Outcomes Following Plate Fixation of Fractures of Both Bones of the Forearm in Adults

Author(s): Droll K, Perna P, Potter J, Harniman E, Schemitsch E, McKee M

Source: Bone Joint Surg 89A(12): 2619-24, 2007.

Summary:

This study is a retrospective review of 30 adult patients that underwent ORIF of a both bone forearm fracture with a mean follow-up of 5.4 years.  Patients with ipsilateral wrist or elbow injuries or contralateral both bone forearm fractures were excluded. Thirteen (43%) were open.  All evaluated fractures achieved union without infection with near anatomic alignment related to measurements of radial bow.  When compared to the uninjured arm, strength testing revealed diminished forearm pronation in 70%, supination  68%, grip 75%, wrist flexion 84%, and wrist extension 63%.  Active range of motion was also reduced in supination in 90%, pronation 91%, and wrist flexion in 82%.  The mean DASH score of 18.6 is significantly higher in the treatment group when compared to normative values (10.1). The level of pain correlated best with the DASH and SF-36.

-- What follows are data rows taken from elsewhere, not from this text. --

//! Parameter schemas for tools.

use serde::{Deserialize, Serialize};

/// JSON Schema parameter definition for a tool.
#[derive(Debug, Clone, PartialEq, Serialize, Deserialize)]
pub struct ToolParameters {
    pub schema: serde_json::Value,
}

impl ToolParameters {
    pub fn from_schema(schema: serde_json::Value) -> Self {
        Self { schema }
    }

    /// An object schema with no properties.
    pub fn empty() -> Self {
        Self::object().build()
    }

    /// Start building an object schema.
    pub fn object() -> ParameterBuilder {
        ParameterBuilder {
            properties: serde_json::Map::new(),
            required: Vec::new(),
        }
    }
}

impl Default for ToolParameters {
    fn default() -> Self {
        Self::empty()
    }
}

/// Builder for object parameter schemas.
#[derive(Debug)]
pub struct ParameterBuilder {
    properties: serde_json::Map<String, serde_json::Value>,
    required: Vec<String>,
}

impl ParameterBuilder {
    pub fn string(self, name: impl Into<String>, description: impl Into<String>, required: bool) -> Self {
        self.property(name, "string", description, required)
    }

    pub fn number(self, name: impl Into<String>, description: impl Into<String>, required: bool) -> Self {
        self.property(name, "number", description, required)
    }

    pub fn integer(self, name: impl Into<String>, description: impl Into<String>, required: bool) -> Self {
        self.property(name, "integer", description, required)
    }

    pub fn boolean(self, name: impl Into<String>, description: impl Into<String>, required: bool) -> Self {
        self.property(name, "boolean", description, required)
    }

    /// A free-form object property.
    pub fn object(self, name: impl Into<String>, description: impl Into<String>, required: bool) -> Self {
        self.property(name, "object", description, required)
    }

    /// A string property restricted to `values`.
    pub fn string_enum(
        self,
        name: impl Into<String>,
        description: impl Into<String>,
        values: &[&str],
        required: bool,
    ) -> Self {
        self.raw(
            name,
            serde_json::json!({
                "type": "string",
                "description": description.into(),
                "enum": values,
            }),
            required,
        )
    }

    fn property(
        self,
        name: impl Into<String>,
        kind: &str,
        description: impl Into<String>,
        required: bool,
    ) -> Self {
        self.raw(
            name,
            serde_json::json!({ "type": kind, "description": description.into() }),
            required,
        )
    }

    /// Insert an arbitrary property schema.
    pub fn raw(mut self, name: impl Into<String>, schema: serde_json::Value, required: bool) -> Self {
        let name = name.into();
        if required && !self.required.contains(&name) {
            self.required.push(name.clone());
        }
        self.properties.insert(name, schema);
        self
    }

    pub fn build(self) -> ToolParameters {
        ToolParameters {
            schema: serde_json::json!({
                "type": "object",
                "properties": self.properties,
                "required": self.required,
            }),
        }
    }
}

ORIF of both bone forearm fractures is known to be a reliable operation with a high union rate.  This study demonstrated that although all fractures healed, range of motion and strength were persistently reduced by approximately 30% at long-term follow-up. In addition, patient perceived disability correlated best with their pain rather than with these objective physical findings.